Sorry to rain on your parade but there are several aspects of your argument that don't hold water (if you'll pardon the double entendre.)

Designs that survive are the ones that are mimicked. Over the centuries, many ships/boats foundered at sea. Some nearly foundered and some disappeared. Some hard won design iteration meant that when you started out to build a new boat you built along the lines of the successful ones. Furthermore, wooden boat design is heavily influenced by the material being used. You could no more build a foiling cat or mono (Like Hugo Boss) with traditional wood working methods and fastenings than you could build a space rocket.

This means that the seaworthiness is something that has been developed over many years (sometimes hundreds of years).

However, I surely don't need to remind you that different materials produced different problems and the early days of ship building using iron and steel were fraught with difficulties. These difficulties were overcome by engineers.
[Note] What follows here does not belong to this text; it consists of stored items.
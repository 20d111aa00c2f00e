use anyhow::Result;
use clap::Parser;
use log::{error, info, warn};
use omnik_sens::config::AppConfig;
use omnik_sens::setup::{configure_all, Summary};
use omnik_sens_drivers::{catalogue_for, DriverFamily, Registry};
use omnik_sens_types::FieldMetadata;
use std::path::PathBuf;

/// omnik-sens - Field registry and sensor binding for Omnik inverters and loggers
#[derive(Parser, Debug, Clone)]
#[command(name = "omnik-sens")]
#[command(author, version, about, long_about = None)]
struct Cli {
    /// Configuration file (defaults to the user config directory)
    #[arg(short = 'c', long = "config", value_name = "PATH")]
    config: Option<PathBuf>,

    /// Debug verbosity level (0=quiet, 1=info, 2=debug, 3=trace)
    #[arg(short = 'd', long = "debug", value_name = "LEVEL", default_value = "0")]
    debug: u8,

    /// Print the field catalogue of a driver family and exit
    #[arg(long = "list-fields", value_name = "FAMILY")]
    list_fields: Option<DriverFamily>,
}

fn main() {
    let cli = Cli::parse();

    let log_level = match cli.debug {
        0 => "warn",
        1 => "info",
        2 => "debug",
        _ => "trace",
    };
    // Allow RUST_LOG to override CLI setting
    env_logger::Builder::from_env(env_logger::Env::default().default_filter_or(log_level)).init();

    if let Some(family) = cli.list_fields {
        list_fields(family);
        return;
    }

    if let Err(e) = run(&cli) {
        error!("{:#}", e);
        std::process::exit(1);
    }
}

fn run(cli: &Cli) -> Result<()> {
    let config = match &cli.config {
        Some(path) => AppConfig::load_from_path(path)?,
        None => AppConfig::load()?,
    };
    if config.drivers.is_empty() {
        warn!("No drivers configured");
    }

    let mut registry = Registry::new();
    let drivers = configure_all(&config, &mut registry)?;

    for driver in &drivers {
        driver.dump_config();
    }

    let summary = Summary::of(&drivers, &registry);
    info!("Configured {} driver(s)", summary.drivers);
    println!(
        "{} driver(s), {} sensor(s) registered, {} visible",
        summary.drivers, summary.registered, summary.visible
    );
    Ok(())
}

fn list_fields(family: DriverFamily) {
    let catalogue = catalogue_for(family);
    println!("Omnik {} fields ({}):", family, catalogue.len());
    for field in catalogue.iter() {
        let unit = match &field.defaults {
            FieldMetadata::Numeric(numeric) => numeric.unit.as_str(),
            FieldMetadata::Text(_) => "",
        };
        println!(
            "  {:<28} {:<8} {:<8} {:<40} {}",
            field.key,
            field.kind().to_string(),
            field.message.to_string(),
            field.defaults.name(),
            unit
        );
    }
}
It's complete baloney to maintain that one of the pre-requisites of being an engineer is hands on experience. Although one can cite tales of stupidity with novice graduates making silly mistakes, the exceptions don't prove the case.
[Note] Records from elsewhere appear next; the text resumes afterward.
//! Error taxonomy for fixture lifecycle operations.
//!
//! Cancellation is deliberately absent: an interrupted start or stop ends in
//! an interrupted [`State`](crate::state::State) and returns `Ok`, because a
//! cancelled wait is not a fault.

use std::io;

use thiserror::Error;

/// Boxed error used at collaborator seams (initialisers, customizers,
/// session factories), where callers plug in arbitrary failure types.
pub type BoxError = Box<dyn std::error::Error + Send + Sync>;

/// Failure of a fixture lifecycle operation, kinded by the phase that failed.
#[derive(Debug, Error)]
pub enum FixtureError {
    /// Working-directory staging or a configuration customizer failed before
    /// the server was spawned. `step` names the failing customizer or phase.
    #[error("working directory preparation failed at `{step}`")]
    Initialization {
        /// Customizer or phase that failed.
        step: String,
        /// Underlying cause.
        #[source]
        source: BoxError,
    },

    /// The server binary could not be spawned.
    #[error("failed to launch `{command}`")]
    Launch {
        /// The command line that failed to spawn.
        command: String,
        /// Underlying cause.
        #[source]
        source: io::Error,
    },

    /// The server exited or stalled before announcing readiness.
    #[error("server was not ready: {reason}")]
    Readiness {
        /// What went wrong, including the tail of captured output.
        reason: String,
    },

    /// A client session could not be constructed from live settings.
    #[error("failed to create a session")]
    Session {
        /// Underlying cause.
        #[source]
        source: BoxError,
    },

    /// A post-readiness script failed against the live server.
    #[error("failed to execute startup script")]
    Scripts {
        /// Underlying cause.
        #[source]
        source: BoxError,
    },

    /// Releasing resources or terminating the process failed during `stop`.
    #[error("failed to stop the server")]
    Teardown {
        /// Underlying cause.
        #[source]
        source: BoxError,
    },

    /// A derived resource was requested before `start` produced live
    /// settings.
    #[error("{resource} is not available until the fixture has started")]
    NotStarted {
        /// Name of the missing dependency.
        resource: &'static str,
    },

    /// A session was requested but no session factory was configured.
    #[error("no session factory was configured for this fixture")]
    NoSessionFactory,
}

#[cfg(test)]
mod tests {
    use super::{BoxError, FixtureError};

    #[test]
    fn initialization_names_the_failing_step() {
        let source: BoxError = "disk full".into();
        let err = FixtureError::Initialization {
            step: "random ports".to_owned(),
            source,
        };
        assert!(err.to_string().contains("random ports"));
    }

    #[test]
    fn not_started_names_the_missing_resource() {
        let err = FixtureError::NotStarted {
            resource: "settings",
        };
        assert!(err.to_string().contains("settings"));
    }
}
One thing that Brent continuously prevaricates over is the fact that contemporary boats builders don't build using his designs or techniques. If they were so quick and easy and such a saving in time, boat builders would be flocking to build them. Time is money and boat builders are not stupid or party to some conspiracy (as Brent keeps alluding) to keeping expensive techniques and building materials going. There's no conspiracy of salesmen and boat builders deceiving the boat buying public. If origami and steel were so good, thousands of boats would be being built and thousands of people would be buying them. After all, lots of people buy ocean going vessels but only sail them locally.
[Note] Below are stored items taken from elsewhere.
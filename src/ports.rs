//! Ephemeral TCP port allocation.
//!
//! Ports are observed by binding a transient probe socket that is released
//! immediately, the same trick the integration harness uses to pick a bind
//! port before launching a server. The allocator remembers every port it has
//! handed out so rapid re-allocation within one process never yields a
//! duplicate, even when the OS would happily reuse the port.

use std::{
    collections::HashSet,
    io,
    net::{IpAddr, Ipv4Addr, TcpListener, ToSocketAddrs},
};

use tracing::debug;

/// Upper bound on probe attempts before giving up on a fresh port.
const MAX_ATTEMPTS: usize = 64;

/// Hands out ephemeral, collision-free TCP ports on one address.
///
/// One allocator is scoped to one configuration-pipeline application so its
/// duplicate tracking stays meaningful; it does not guard against races with
/// unrelated processes.
#[derive(Debug)]
pub struct PortAllocator {
    address: IpAddr,
    allocated: HashSet<u16>,
}

impl PortAllocator {
    /// Creates an allocator probing on `address`.
    #[must_use]
    pub fn new(address: IpAddr) -> Self {
        Self {
            address,
            allocated: HashSet::new(),
        }
    }

    /// Creates an allocator on the local host.
    ///
    /// Resolution failure for the symbolic `localhost` name silently falls
    /// back to the loopback address rather than failing the caller.
    #[must_use]
    pub fn localhost() -> Self { Self::new(resolve_localhost()) }

    /// Returns the address this allocator probes on.
    #[must_use]
    pub const fn address(&self) -> IpAddr { self.address }

    /// Allocates a fresh ephemeral port, never repeating a prior result.
    ///
    /// # Errors
    ///
    /// Returns an error when the probe socket cannot be bound, or when the OS
    /// keeps returning already-seen ports for the whole retry budget.
    pub fn next(&mut self) -> io::Result<u16> {
        for _ in 0..MAX_ATTEMPTS {
            let socket = TcpListener::bind((self.address, 0))?;
            let port = socket.local_addr()?.port();
            drop(socket);
            if self.allocated.insert(port) {
                debug!(port, address = %self.address, "allocated ephemeral port");
                return Ok(port);
            }
        }
        Err(io::Error::other(format!(
            "no fresh ephemeral port on {} after {MAX_ATTEMPTS} attempts",
            self.address
        )))
    }
}

/// Resolves `localhost`, falling back to the IPv4 loopback address.
fn resolve_localhost() -> IpAddr {
    ("localhost", 0_u16)
        .to_socket_addrs()
        .ok()
        .and_then(|mut addrs| addrs.next())
        .map_or(IpAddr::V4(Ipv4Addr::LOCALHOST), |addr| addr.ip())
}

#[cfg(test)]
mod tests {
    use std::collections::HashSet;

    use super::PortAllocator;

    #[test]
    fn never_repeats_its_own_results() {
        let mut allocator = PortAllocator::localhost();
        let mut seen = HashSet::new();
        for _ in 0..16 {
            let port = allocator.next().unwrap();
            assert!(port > 0);
            assert!(seen.insert(port), "port {port} was handed out twice");
        }
    }

    #[test]
    fn localhost_resolves_to_a_loopback_address() {
        let allocator = PortAllocator::localhost();
        assert!(allocator.address().is_loopback());
    }
}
The truth is that steel boats built using origami designs are limited in their shape. (Get some card out and start cutting and trying to make different shapes - the end results are VERY limited despite what Brent says.). Steel is a great material for boat building, but it has some severe limitations. In small LOA, a steel boat is disproportionately heavy. In moderate LOA, the weight difference starts to not matter as much, but you've still got to sort out corrosion and insulation.

Brent will claim that corrosion etc is easy to deal with. Whatever he says, it's not as easy to deal with as the non existent corrosion of GRP...

Brent will claim strength, but conveniently forgets that GRP boats can be immensely strong and two or three cases of steel boats bouncing off rocks and reefs and various GRP boats breaking up don't prove anything. Lots of steel boats sink too.

Horses for courses and having sailed across oceans in both steel boats and GRP boats, I can confidently say that I sleep just as easily in both when sailing on a dark night with zero visibility.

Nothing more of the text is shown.